Full-disk encryption protects your data while a device is powered off. However, it does nothing the moment someone forces you to type your password (see XKCD #538). In some countries that pressure is even legal: the UK, France, Australia, India, Ireland, Hong Kong, and South Africa all have key disclosure laws that can force you to surrender your password or keys, with refusal punishable by jail time. Recently, a Hackernews comment mentioned Shufflecake in an (unrelated) discussion, which I had never heard of before, so I decided to take a proper look at it.

Shufflecake is a plausible deniability layer for Linux, best described as a spiritual successor to VeraCrypt but built natively for Linux and far more flexible. It lets you create multiple hidden volumes on a single device, each encrypted with its own key, and scrambled across the free space as fixed-size slices. Without the right key, those slices are indistinguishable from random noise. Even the number of volumes is hidden, so an adversary cannot tell whether you have one volume or several.
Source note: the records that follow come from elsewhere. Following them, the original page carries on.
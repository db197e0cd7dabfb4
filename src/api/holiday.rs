use crate::{
    auth::auth::AuthUser,
    config::Config,
    error::{ApiError, ApiResult, is_unique_violation},
    model::holiday::Holiday,
    utils::{
        calendar::{local_now, parse_date},
        holiday_cache,
    },
};
use actix_web::{HttpResponse, web};
use chrono::Datelike;
use serde::Deserialize;
use serde_json::json;
use sqlx::MySqlPool;
use tracing::info;
use utoipa::{IntoParams, ToSchema};

#[derive(Deserialize, IntoParams)]
pub struct YearQuery {
    /// Defaults to the current year
    pub year: Option<i32>,
}

#[derive(Deserialize, ToSchema)]
pub struct CreateHoliday {
    #[schema(example = "2026-08-15")]
    pub date: String,
    #[schema(example = "Independence Day")]
    pub name: String,
    #[schema(example = "National Holiday")]
    pub holiday_type: Option<String>,
    /// Optional holidays stay working days
    #[serde(default)]
    pub is_optional: bool,
}

/// Holidays of a year
#[utoipa::path(
    get,
    path = "/api/holidays",
    params(YearQuery),
    responses((status = 200, description = "Holidays ordered by date", body = [Holiday])),
    security(("bearer_auth" = [])),
    tag = "Holidays"
)]
pub async fn list_holidays(
    _auth: AuthUser,
    pool: web::Data<MySqlPool>,
    config: web::Data<Config>,
    query: web::Query<YearQuery>,
) -> ApiResult<HttpResponse> {
    let year = query
        .year
        .unwrap_or_else(|| local_now(config.tz_offset_minutes).year());
    let holidays = holiday_cache::holidays_for_year(pool.get_ref(), year).await?;
    Ok(HttpResponse::Ok().json(holidays.as_ref()))
}

/// Add a holiday
#[utoipa::path(
    post,
    path = "/api/holidays",
    request_body = CreateHoliday,
    responses(
        (status = 201, description = "Holiday added", body = Object, example = json!({"message": "Holiday added successfully", "id": 7})),
        (status = 400, description = "Invalid date or name"),
        (status = 403, description = "Admin only"),
        (status = 409, description = "A holiday already exists on that date")
    ),
    security(("bearer_auth" = [])),
    tag = "Holidays"
)]
pub async fn create_holiday(
    auth: AuthUser,
    pool: web::Data<MySqlPool>,
    payload: web::Json<CreateHoliday>,
) -> ApiResult<HttpResponse> {
    auth.require_admin()?;

    let date = parse_date(&payload.date).ok_or_else(|| ApiError::bad_request("Invalid date, expected YYYY-MM-DD"))?;
    let name = payload.name.trim();
    if name.is_empty() {
        return Err(ApiError::bad_request("Holiday name is required"));
    }
    let holiday_type = payload
        .holiday_type
        .as_deref()
        .map(str::trim)
        .filter(|t| !t.is_empty())
        .unwrap_or("National Holiday");

    let id = sqlx::query("INSERT INTO holidays (date, name, holiday_type, is_optional) VALUES (?, ?, ?, ?)")
        .bind(date)
        .bind(name)
        .bind(holiday_type)
        .bind(payload.is_optional)
        .execute(pool.get_ref())
        .await
        .map_err(|e| {
            if is_unique_violation(&e) {
                ApiError::Conflict(format!("A holiday already exists on {}", date))
            } else {
                e.into()
            }
        })?
        .last_insert_id();

    holiday_cache::invalidate(date.year()).await;
    info!(id, %date, name, "Holiday added");

    Ok(HttpResponse::Created().json(json!({"message": "Holiday added successfully", "id": id})))
}
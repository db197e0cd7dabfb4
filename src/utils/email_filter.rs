use anyhow::{Result, anyhow};
use autoscale_cuckoo_filter::CuckooFilter;
use futures::StreamExt;
use once_cell::sync::Lazy;
use sqlx::MySqlPool;
use std::sync::RwLock;

/// Expected capacity and false-positive rate.
const FILTER_CAPACITY: usize = 50_000;
const FALSE_POSITIVE_RATE: f64 = 0.001;

static EMAIL_FILTER: Lazy<RwLock<CuckooFilter<String>>> =
    Lazy::new(|| RwLock::new(CuckooFilter::new(FILTER_CAPACITY, FALSE_POSITIVE_RATE)));

#[inline]
fn normalize(email: &str) -> String {
    email.trim().to_lowercase()
}

/// False means the email is certainly not registered.
pub fn might_exist(email: &str) -> bool {
    let email = normalize(email);
    EMAIL_FILTER
        .read()
        .expect("email filter poisoned")
        .contains(&email)
}

pub fn insert(email: &str) {
    let email = normalize(email);
    EMAIL_FILTER
        .write()
        .expect("email filter poisoned")
        .add(&email);
}

pub fn remove(email: &str) {
    let email = normalize(email);
    EMAIL_FILTER
        .write()
        .expect("email filter poisoned")
        .remove(&email);
}

/// Whether another employee already uses `email`. The filter answers the
/// common "new address" case without touching the database.
pub async fn is_email_taken(
    pool: &MySqlPool,
    email: &str,
    exclude_id: Option<u64>,
) -> Result<bool, sqlx::Error> {
    if !might_exist(email) {
        return Ok(false);
    }

    sqlx::query_scalar::<_, bool>(
        "SELECT EXISTS(SELECT 1 FROM employees WHERE LOWER(email) = ? AND id <> ? LIMIT 1)",
    )
    .bind(normalize(email))
    .bind(exclude_id.unwrap_or(0))
    .fetch_one(pool)
    .await
}

/// Load every registered email, streaming in batches.
pub async fn warmup_email_filter(pool: &MySqlPool, batch_size: usize) -> Result<()> {
    let mut stream = sqlx::query_as::<_, (String,)>(
        "SELECT email FROM employees WHERE email IS NOT NULL AND email <> ''",
    )
    .fetch(pool);

    let mut batch = Vec::with_capacity(batch_size);
    let mut total = 0usize;

    while let Some(row) = stream.next().await {
        let (email,) = row.map_err(|e| anyhow!("DB row fetch failed: {}", e))?;

        batch.push(normalize(&email));
        total += 1;

        if batch.len() == batch_size {
            insert_batch(&batch);
            batch.clear();
        }
    }

    if !batch.is_empty() {
        insert_batch(&batch);
    }

    log::info!("Email filter warmup complete: {} employees", total);
    Ok(())
}

fn insert_batch(emails: &[String]) {
    let mut filter = EMAIL_FILTER.write().expect("email filter poisoned");

    for email in emails {
        filter.add(email);
    }
}

#[cfg(test)]
mod tests {
    use super::*;

    #[test]
    fn inserted_addresses_are_case_insensitive() {
        insert("Filter.Test@Example.com");
        assert!(might_exist("filter.test@example.com"));
        remove("filter.test@example.com");
        assert!(!might_exist("filter.test@example.com"));
    }
}
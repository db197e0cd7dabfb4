use crate::model::holiday::Holiday;
use crate::utils::calendar::HolidayCalendar;
use anyhow::Result;
use chrono::{Datelike, NaiveDate};
use moka::future::Cache;
use once_cell::sync::Lazy;
use sqlx::MySqlPool;
use std::sync::Arc;
use std::time::Duration;

/// Holidays per calendar year. Writes through `/api/holidays` invalidate the year.
pub static HOLIDAY_CACHE: Lazy<Cache<i32, Arc<Vec<Holiday>>>> = Lazy::new(|| {
    Cache::builder()
        .max_capacity(16)
        .time_to_live(Duration::from_secs(3600))
        .build()
});

async fn load_year(pool: &MySqlPool, year: i32) -> Result<Vec<Holiday>, sqlx::Error> {
    sqlx::query_as::<_, Holiday>(
        r#"
        SELECT id, date, name, holiday_type, is_optional
        FROM holidays
        WHERE YEAR(date) = ?
        ORDER BY date
        "#,
    )
    .bind(year)
    .fetch_all(pool)
    .await
}

pub async fn holidays_for_year(pool: &MySqlPool, year: i32) -> Result<Arc<Vec<Holiday>>, sqlx::Error> {
    if let Some(cached) = HOLIDAY_CACHE.get(&year).await {
        return Ok(cached);
    }

    let holidays = Arc::new(load_year(pool, year).await?);
    HOLIDAY_CACHE.insert(year, holidays.clone()).await;
    Ok(holidays)
}

/// Calendar covering every year touched by `[from, to]`.
pub async fn calendar_between(
    pool: &MySqlPool,
    from: NaiveDate,
    to: NaiveDate,
) -> Result<HolidayCalendar, sqlx::Error> {
    let mut all = Vec::new();
    for year in from.year().min(to.year())..=from.year().max(to.year()) {
        all.extend(holidays_for_year(pool, year).await?.iter().cloned());
    }
    Ok(HolidayCalendar::from_holidays(all.iter()))
}

pub async fn invalidate(year: i32) {
    HOLIDAY_CACHE.invalidate(&year).await;
}

/// Preload the current and next year.
pub async fn warmup_holiday_cache(pool: &MySqlPool, current_year: i32) -> Result<()> {
    let mut total = 0usize;
    for year in [current_year, current_year + 1] {
        total += holidays_for_year(pool, year).await?.len();
    }

    log::info!(
        "Holiday cache warmup complete: {} holidays for {}-{}",
        total,
        current_year,
        current_year + 1
    );
    Ok(())
}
You set up a hierarchy of passwords, from “least hidden” to “most hidden”. Under pressure, you reveal a decoy password that unlocks something harmless, and nobody can prove that further volumes exist behind it. Opening a password recursively unlocks all the less-hidden volumes above it, so a single password is enough for daily use.

Architecturally it is pleasantly simple. A kernel module, dm-sflc, exposes each volume as a device-mapper target, paired with a small separate userland CLI tool. Each volume then behaves like a normal block device that you can format and mount however you like.

The project itself warns that it is still experimental and should not be relied on for anything important yet. Support is focused currently on Debian-like systems. One thing that has always annoyed me about VeraCrypt is the lack of a native package in the Debian repositories, because part of it still inherits the old TrueCrypt license, which is not considered free, you cannot simply apt install it. Shufflecake has no such problem, since it is released under the GPL, and I would love to see it land in those repositories once it is stable. One feature that I am looking forward to is Hidden OS support which is still work-in-progress, which would be the “holy grail” of plausible deniability.